The Brand-Name Combination of Oxycodone and Acetaminophen
Percocet is legally prescribed as a painkiller, but many individuals use it non-medically and fall into a pattern of abuse. Individuals of all ages can become victims of Percocet drug abuse from the very young to the elderly. Because the cycle of Percocet abuse often begins as a result of taking a legally prescribed supply for a medical condition, individuals can often become addicted to the drug without even realizing it. As abuse takes hold, individuals may begin to exceed the dosage they were prescribed or begin seeking out ways to obtain more of the drug.
Signs of Percocet Abuse
It is very common for Percocet abusers to begin “doctor shopping” or going to different physicians with imaginary ailments in order to get sometimes multiple prescriptions. Abusers can also convince themselves that their initial pain symptoms have not gone away or have returned, so that they can get access to rationalize continued use. If these tactics fail, they can turn to buying pills off the street or stealing them from friends or family.
Percocet’s Effects on Brain Chemistry
Continued Percocet drug abuse usually will lead to drug addiction. Individuals who become addicted to Percocet discover that they need to use the drug just to feel normal. They develop intense cravings and spend their days preoccupied with thinking of ways to get more pills. This is because of how Percocet drug abuse activates the reward systems in their brains and chemically alters those systems so that only Percocet can produce the desired feelings. Even if their Percocet abuse is harming those around them, these individuals often feel little or no remorse due to the way in which Percocet impacts their decision-making.

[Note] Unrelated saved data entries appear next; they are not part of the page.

//! Conversion from parsed command-line matches to composed API requests
//!
//! The grammar compiled by [`crate::cli_builder::CliBuilder`] validates user
//! input; this module walks the validated matches back into the typed request
//! value handed to the transport layer. Extraction is driven by the same
//! parameter specs that drove registration, so types always line up.

use clap::parser::MatchesError;
use clap::ArgMatches;
use linkstash_endpoints::{Endpoint, Method, ParamSpec, ValueType};
use serde::Serialize;
use serde_json::{Map, Value};
use thiserror::Error;

/// A fully composed API request, ready for the transport layer.
#[derive(Debug, Clone, PartialEq, Serialize)]
pub struct ApiRequest {
    /// HTTP verb of the matched endpoint.
    pub method: Method,

    /// Endpoint path, with the resource identifier appended when supplied.
    pub path: String,

    /// Supplied parameters, keyed by parameter name. Parameters the user did
    /// not pass are omitted.
    pub query: Map<String, Value>,
}

/// Errors raised while extracting typed values from parsed matches.
#[derive(Debug, Error)]
pub enum ConversionError {
    #[error("failed to read argument '{name}'")]
    Extraction {
        name: String,
        #[source]
        source: MatchesError,
    },
}

/// Converts validated [`ArgMatches`] back into request values.
pub struct QueryConverter;

impl QueryConverter {
    /// Compose the request for one endpoint from its parsed subcommand
    /// matches.
    ///
    /// # Arguments
    /// * `endpoint` - The metadata record the subcommand was generated from
    /// * `matches` - The subcommand's parsed matches
    ///
    /// # Errors
    /// Returns `ConversionError` when an argument cannot be read back — in
    /// practice only when `matches` was parsed by a grammar other than the
    /// one generated for `endpoint`.
    pub fn matches_to_request(
        endpoint: &Endpoint,
        matches: &ArgMatches,
    ) -> Result<ApiRequest, ConversionError> {
        let mut path = endpoint.path.clone();
        if let Some(spec) = &endpoint.resource {
            if let Some(value) = Self::extract(matches, "resource", spec)? {
                path = format!("{path}/{}", render_segment(&value));
            }
        }

        let mut query = Map::new();
        for (param, spec) in &endpoint.params {
            if let Some(value) = Self::extract(matches, param, spec)? {
                query.insert(param.clone(), value);
            }
        }

        Ok(ApiRequest {
            method: endpoint.method,
            path,
            query,
        })
    }

    /// Extract one parameter's value according to its spec.
    ///
    /// Returns `Ok(None)` for parameters the user did not supply and for
    /// unset presence flags.
    fn extract(
        matches: &ArgMatches,
        name: &str,
        spec: &ParamSpec,
    ) -> Result<Option<Value>, ConversionError> {
        let wrap = |source| ConversionError::Extraction {
            name: name.to_string(),
            source,
        };
        // declared cardinality always yields a list, even a fixed count of 1
        let many = spec.cardinality.is_some();

        match spec.value_type {
            Some(ValueType::Boolean) => {
                let set = matches
                    .try_get_one::<bool>(name)
                    .map_err(wrap)?
                    .copied()
                    .unwrap_or(false);
                Ok(set.then(|| Value::Bool(true)))
            }
            Some(ValueType::Integer) => {
                if many {
                    Ok(matches.try_get_many::<i64>(name).map_err(wrap)?.map(|values| {
                        Value::Array(values.map(|v| Value::Number((*v).into())).collect())
                    }))
                } else {
                    Ok(matches
                        .try_get_one::<i64>(name)
                        .map_err(wrap)?
                        .map(|v| Value::Number((*v).into())))
                }
            }
            _ => {
                if many {
                    Ok(matches.try_get_many::<String>(name).map_err(wrap)?.map(|values| {
                        Value::Array(values.map(|v| Value::String(v.clone())).collect())
                    }))
                } else {
                    Ok(matches
                        .try_get_one::<String>(name)
                        .map_err(wrap)?
                        .map(|v| Value::String(v.clone())))
                }
            }
        }
    }
}

/// Render a resource value as a path segment.
fn render_segment(value: &Value) -> String {
    match value {
        Value::String(text) => text.clone(),
        Value::Number(number) => number.to_string(),
        other => other.to_string(),
    }
}
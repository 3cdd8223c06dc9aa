//! Endpoint records and the catalog that holds them

use crate::spec::ParamSpec;
use indexmap::IndexMap;
use serde::{Deserialize, Serialize};
use std::fmt;

/// Standard HTTP verbs used by the bookmarking service.
#[derive(Debug, Clone, Copy, PartialEq, Eq, Serialize, Deserialize)]
#[serde(rename_all = "UPPERCASE")]
pub enum Method {
    Get,
    Put,
    Post,
    Delete,
}

impl fmt::Display for Method {
    fn fmt(&self, f: &mut fmt::Formatter<'_>) -> fmt::Result {
        match self {
            Method::Get => write!(f, "GET"),
            Method::Put => write!(f, "PUT"),
            Method::Post => write!(f, "POST"),
            Method::Delete => write!(f, "DELETE"),
        }
    }
}

/// One API operation: an HTTP method and path, a help summary, an optional
/// positional path parameter, and the named parameters it accepts.
///
/// `params` preserves insertion order; consumers registering flags iterate it
/// in that order.
#[derive(Debug, Clone, PartialEq, Serialize, Deserialize)]
pub struct Endpoint {
    /// URL path segment (resource identifier appended when present).
    pub path: String,

    /// HTTP verb for this operation.
    pub method: Method,

    /// Human-readable summary shown in command help.
    pub help: String,

    /// Positional path parameter (e.g. a resource id embedded in the URL).
    #[serde(default, skip_serializing_if = "Option::is_none")]
    pub resource: Option<ParamSpec>,

    /// Named parameters, keyed by unique name, in registration order.
    #[serde(default, skip_serializing_if = "IndexMap::is_empty")]
    pub params: IndexMap<String, ParamSpec>,
}

impl Endpoint {
    /// Create an endpoint with no parameters.
    pub fn new(method: Method, path: impl Into<String>, help: impl Into<String>) -> Self {
        Self {
            path: path.into(),
            method,
            help: help.into(),
            resource: None,
            params: IndexMap::new(),
        }
    }

    /// Declare the positional path parameter.
    pub fn with_resource(mut self, resource: ParamSpec) -> Self {
        self.resource = Some(resource);
        self
    }

    /// Declare a named parameter. Parameter names are unique; redeclaring a
    /// name replaces the earlier spec in place.
    pub fn with_param(mut self, name: impl Into<String>, spec: ParamSpec) -> Self {
        self.params.insert(name.into(), spec);
        self
    }
}

/// Insertion-ordered mapping from subcommand name to endpoint record.
///
/// The catalog is read-only input for consumers: built once, iterated in
/// order, never mutated after generation begins.
#[derive(Debug, Clone, Default, PartialEq, Serialize, Deserialize)]
#[serde(transparent)]
pub struct EndpointCatalog {
    endpoints: IndexMap<String, Endpoint>,
}

impl EndpointCatalog {
    /// Create an empty catalog.
    pub fn new() -> Self {
        Self::default()
    }

    /// Register an endpoint under its subcommand name. Returns the previous
    /// record if the name was already taken.
    pub fn insert(&mut self, name: impl Into<String>, endpoint: Endpoint) -> Option<Endpoint> {
        self.endpoints.insert(name.into(), endpoint)
    }

    /// Look up an endpoint by subcommand name.
    pub fn get(&self, name: &str) -> Option<&Endpoint> {
        self.endpoints.get(name)
    }

    /// Iterate endpoints in registration order.
    pub fn iter(&self) -> impl Iterator<Item = (&str, &Endpoint)> {
        self.endpoints.iter().map(|(name, ep)| (name.as_str(), ep))
    }

    /// Subcommand names in registration order.
    pub fn names(&self) -> impl Iterator<Item = &str> {
        self.endpoints.keys().map(String::as_str)
    }

    pub fn len(&self) -> usize {
        self.endpoints.len()
    }

    pub fn is_empty(&self) -> bool {
        self.endpoints.is_empty()
    }
}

For those who are addicted to Percocet, quickly stopping or dramatically reducing their intake can cause severe withdrawal symptoms. They can start from 6-8 hours after the last time the drug was used and include: sweating, sleeplessness, anxiety, nausea, fever, gastrointestinal difficulties, muscle pain, and runny nose and eyes.
Percocet abuse can also lead to overdose, with even moderate amounts being potentially fatal for certain individuals. Symptoms of a Percocet overdose include: cold and clammy skin, stupor, unconsciousness, hypertension, circulatory collapse, and cardiac arrest. If you suspect a Percocet drug abuser is experiencing an overdose, call for emergency medical attention immediately.